À mesure que l’intelligence artificielle intervient dans nos prises de décision, elle pourrait donner le ton des relations sociales selon qu’elles privilégient les avantages collectifs ou individuels.
Des assistants d’IA plus puissants pourraient donner aux utilisateurs des pouvoirs de recherche et de traitement de l’information fortement accrus qui amélioreraient leur prise de décision. L’impact social de ces changements pourrait dépendre du fait que nos assistants d’IA donnent la priorité aux décisions qui profitent à l’individu, à la société ou à un compromis entre les deux. L’intelligence artificielle optimisée pour le bien social pourrait favoriser la civilité, la philanthropie, l’engagement démocratique, la tolérance et le soutien aux politiques fondées sur des preuves. À l’inverse, les systèmes configurés pour maximiser les avantages pour l’individu pourraient produire des résultats négatifs pour la société dans son ensemble. Les assistants calibrés pour améliorer le statut social à tout prix pourraient recommander des actions qui nuisent aux autres. L’intelligence artificielle configurée pour maintenir notre bonne humeur pourrait nous détourner d’informations alarmantes, sur le changement climatique par exemple, et nous orienter vers une désinformation qui atténue nos craintes d’une catastrophe environnementale. En définitive, l’orientation de ces changements dépendra des priorités de des concepteurs de l’IA, des forces du marché et des réglementations.

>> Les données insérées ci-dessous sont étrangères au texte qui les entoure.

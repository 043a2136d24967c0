/// JSON export of an aggregated tree.
///
/// The exported shape is a nested object per node:
///
/// ```json
/// {"id":"src","isolatedSize":120,"totalSize":4096,"children":[ ... ]}
/// ```
///
/// Children are emitted in the tree's current order, so sort before
/// exporting if a size-ordered document is wanted. Nesting depth is only
/// bounded by the tree: writing walks an explicit stack, reading lifts
/// serde_json's recursion limit and grows the stack on demand, and dropping
/// an `ExportNode` unlinks its descendants iteratively.
use super::node::NodeIndex;
use super::path_tree::PathTree;
use serde::{Deserialize, Serialize};
use std::collections::HashMap;
use std::ffi::OsStr;
use std::io::{self, Read, Write};

/// One exported node and its (possibly truncated) children.
#[derive(Debug, Clone, PartialEq, Eq, Serialize, Deserialize)]
#[serde(rename_all = "camelCase")]
pub struct ExportNode {
    pub id: String,
    pub isolated_size: u64,
    pub total_size: u64,
    pub children: Vec<ExportNode>,
}

impl ExportNode {
    /// Snapshot the subtree under `start`, keeping at most `max_depth` levels
    /// below it (`None` = unlimited). Nodes at the cutoff get empty children.
    pub fn from_tree(tree: &PathTree, start: NodeIndex, max_depth: Option<usize>) -> Self {
        let layers = tree.generations_from(start, max_depth);
        let mut built: HashMap<NodeIndex, ExportNode> = HashMap::new();

        for layer in layers.iter().rev() {
            for &idx in layer {
                let node = tree.node(idx);
                let children = node
                    .children
                    .iter()
                    .filter_map(|child| built.remove(child))
                    .collect();
                built.insert(
                    idx,
                    ExportNode {
                        id: node.id.to_string(),
                        isolated_size: node.isolated_size,
                        total_size: node.total_size,
                        children,
                    },
                );
            }
        }

        built.remove(&start).unwrap_or_else(|| ExportNode {
            id: tree.node(start).id.to_string(),
            isolated_size: tree.node(start).isolated_size,
            total_size: tree.node(start).total_size,
            children: Vec::new(),
        })
    }
}

impl Drop for ExportNode {
    fn drop(&mut self) {
        let mut pending = std::mem::take(&mut self.children);
        while let Some(mut node) = pending.pop() {
            pending.append(&mut node.children);
        }
    }
}

/// Pending output while streaming the tree.
enum Step {
    Open { index: NodeIndex, depth: usize },
    Separator,
    Close,
}

/// Stream the tree as compact JSON, at most `max_depth` levels below the
/// root (`None` = unlimited).
pub fn write_json<W: Write>(
    tree: &PathTree,
    max_depth: Option<usize>,
    mut writer: W,
) -> io::Result<()> {
    let mut stack = vec![Step::Open {
        index: tree.root(),
        depth: 0,
    }];
    while let Some(step) = stack.pop() {
        match step {
            Step::Open { index, depth } => {
                let node = tree.node(index);
                writer.write_all(b"{\"id\":")?;
                serde_json::to_writer(&mut writer, node.id.as_str())?;
                write!(
                    writer,
                    ",\"isolatedSize\":{},\"totalSize\":{},\"children\":[",
                    node.isolated_size, node.total_size
                )?;
                stack.push(Step::Close);
                if max_depth.map_or(true, |max| depth < max) {
                    for (i, &child) in node.children.iter().enumerate().rev() {
                        stack.push(Step::Open {
                            index: child,
                            depth: depth + 1,
                        });
                        if i > 0 {
                            stack.push(Step::Separator);
                        }
                    }
                }
            }
            Step::Separator => writer.write_all(b",")?,
            Step::Close => writer.write_all(b"]}")?,
        }
    }
    Ok(())
}

/// Render the tree as a compact JSON string.
pub fn to_json_string(tree: &PathTree, max_depth: Option<usize>) -> io::Result<String> {
    let mut buf = Vec::new();
    write_json(tree, max_depth, &mut buf)?;
    String::from_utf8(buf).map_err(|err| io::Error::new(io::ErrorKind::InvalidData, err))
}

/// Parse an export of any depth.
pub fn read_json<R: Read>(reader: R) -> serde_json::Result<ExportNode> {
    let mut deserializer = serde_json::Deserializer::from_reader(reader);
    deserializer.disable_recursion_limit();
    let export = ExportNode::deserialize(serde_stacker::Deserializer::new(&mut deserializer))?;
    deserializer.end()?;
    Ok(export)
}

impl PathTree {
    /// Rebuild a tree from an export. Every node is treated as probed and
    /// keeps its exported total. Siblings are kept apart even when their
    /// exported ids coincide.
    pub fn from_export(export: &ExportNode) -> PathTree {
        let mut tree = PathTree::new(export.id.as_str());
        let root = tree.root();
        copy_sizes(&mut tree, root, export);

        let mut stack: Vec<(NodeIndex, &ExportNode)> = export
            .children
            .iter()
            .rev()
            .map(|child| (root, child))
            .collect();
        while let Some((parent, current)) = stack.pop() {
            let idx = tree.push_child(parent, OsStr::new(&current.id));
            copy_sizes(&mut tree, idx, current);
            stack.extend(current.children.iter().rev().map(|child| (idx, child)));
        }
        tree
    }
}

fn copy_sizes(tree: &mut PathTree, idx: NodeIndex, export: &ExportNode) {
    tree.set_isolated_size(idx, export.isolated_size);
    tree.node_mut(idx).total_size = export.total_size;
}

#[cfg(test)]
mod tests {
    use super::*;

    fn sample() -> PathTree {
        let mut tree = PathTree::new("root");
        tree.insert_path("", 1);
        tree.insert_path("a", 2);
        tree.insert_path("a/b", 10);
        tree.insert_path("a/c/d", 20);
        tree.insert_path("e", 5);
        tree.aggregate_sizes();
        tree.sort_all();
        tree
    }

    fn assert_same(original: &PathTree, a: NodeIndex, rebuilt: &PathTree, b: NodeIndex) {
        let mut stack = vec![(a, b)];
        while let Some((x, y)) = stack.pop() {
            let (nx, ny) = (original.node(x), rebuilt.node(y));
            assert_eq!(nx.id, ny.id);
            assert_eq!(nx.isolated_size, ny.isolated_size);
            assert_eq!(nx.total_size, ny.total_size);
            assert_eq!(nx.children.len(), ny.children.len());
            for &child in &nx.children {
                let id = original.node(child).name();
                let twin = rebuilt.child(y, id).expect("child missing after round trip");
                stack.push((child, twin));
            }
        }
    }

    #[test]
    fn json_uses_camel_case_fields() {
        let json = to_json_string(&sample(), None).unwrap();
        assert!(json.contains("\"isolatedSize\""));
        assert!(json.contains("\"totalSize\""));
        assert!(json.contains("\"children\""));
    }

    #[test]
    fn round_trip_at_unlimited_depth() {
        let tree = sample();
        let json = to_json_string(&tree, None).unwrap();
        let parsed = read_json(json.as_bytes()).unwrap();
        let rebuilt = PathTree::from_export(&parsed);
        assert_eq!(rebuilt.node_count(), tree.node_count());
        assert_same(&tree, tree.root(), &rebuilt, rebuilt.root());
    }

    fn chain(depth: usize) -> PathTree {
        let segments: Vec<String> = (0..depth).map(|i| format!("d{i}")).collect();
        let mut tree = PathTree::new("root");
        let root = tree.root();
        tree.insert_segments(root, &segments, 5);
        tree.aggregate_sizes();
        tree
    }

    #[test]
    fn deep_chain_round_trips() {
        let tree = chain(300);
        let json = to_json_string(&tree, None).unwrap();
        let parsed = read_json(json.as_bytes()).unwrap();
        let rebuilt = PathTree::from_export(&parsed);
        assert_eq!(rebuilt.node_count(), 301);
        assert_same(&tree, tree.root(), &rebuilt, rebuilt.root());
    }

    #[test]
    fn very_deep_chain_exports_without_overflow() {
        let tree = chain(10_000);
        let json = to_json_string(&tree, None).unwrap();
        assert_eq!(json.matches("\"totalSize\":5").count(), 10_001);

        let from_tree = ExportNode::from_tree(&tree, tree.root(), None);
        drop(from_tree);

        let parsed = read_json(json.as_bytes()).unwrap();
        let rebuilt = PathTree::from_export(&parsed);
        assert_eq!(rebuilt.height(), 10_000);
    }

    #[test]
    fn write_json_matches_serde_shape() {
        let tree = sample();
        let streamed: serde_json::Value =
            serde_json::from_str(&to_json_string(&tree, None).unwrap()).unwrap();
        let derived = serde_json::to_value(ExportNode::from_tree(&tree, tree.root(), None)).unwrap();
        assert_eq!(streamed, derived);
    }

    #[test]
    fn duplicate_ids_survive_import() {
        let leaf = |id: &str, size| ExportNode {
            id: id.to_string(),
            isolated_size: size,
            total_size: size,
            children: Vec::new(),
        };
        let export = ExportNode {
            id: "root".into(),
            isolated_size: 0,
            total_size: 30,
            children: vec![leaf("a\u{FFFD}", 10), leaf("a\u{FFFD}", 20)],
        };
        let tree = PathTree::from_export(&export);
        let sizes: Vec<u64> = tree
            .children(tree.root())
            .iter()
            .map(|&c| tree.node(c).total_size)
            .collect();
        assert_eq!(sizes, vec![10, 20]);
    }

    #[test]
    fn depth_cutoff_empties_children() {
        let tree = sample();
        let export = ExportNode::from_tree(&tree, tree.root(), Some(1));
        assert_eq!(export.children.len(), 2);
        assert!(export.children.iter().all(|c| c.children.is_empty()));
        // Totals still reflect the full subtree.
        assert_eq!(export.total_size, 38);
    }

    #[test]
    fn depth_zero_exports_only_the_start_node() {
        let tree = sample();
        let export = ExportNode::from_tree(&tree, tree.root(), Some(0));
        assert_eq!(export.id, "root");
        assert!(export.children.is_empty());
    }

    #[test]
    fn children_follow_tree_order() {
        let tree = sample();
        let export = ExportNode::from_tree(&tree, tree.root(), None);
        let ids: Vec<_> = export.children.iter().map(|c| c.id.as_str()).collect();
        assert_eq!(ids, vec!["a", "e"]);
    }

    #[test]
    fn write_json_writes_to_any_writer() {
        let mut buf = Vec::new();
        write_json(&sample(), Some(1), &mut buf).unwrap();
        let parsed = read_json(buf.as_slice()).unwrap();
        assert_eq!(parsed.id, "root");
    }
}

À mesure que le rôle des technologies numériques dans la création de sens augmente, elles pourraient contribuer à harmoniser les diverses visions du monde, ce qui permettrait aux gens de se mettre plus facilement d’accord sur les priorités, ou au contraire creuser le fossé entre visions du monde concurrentes.
Les technologies qui nous aident à donner un sens aux choses auront des caractéristiques et des règles distinctes qui influenceront notre compréhension du monde. En ce sens, elles pourraient devenir les prismes à travers lesquels nous percevons la réalité. Les algorithmes de recherche orientent et individualisent déjà les informations que nous utilisons pour prendre des décisions. Si les technologies de création de sens les plus populaires partagent à l’avenir suffisamment de caractéristiques et de règles pour offrir une manière cohérente d’interpréter le monde, elles pourraient favoriser un nouveau sentiment de réalité partagée. Il serait alors beaucoup plus facile pour les gens de se parler et de se comprendre, et donc de parvenir à un consensus. Mais rien ne garantit que ces technologies seront suffisamment cohérentes pour promouvoir un quelconque terrain d’entente qui reflète des valeurs communes telles que le multiculturalisme. Elles peuvent en fait favoriser la diffusion de visions du monde contradictoires qui engendrent l’incompréhension, la méfiance et l’intolérance.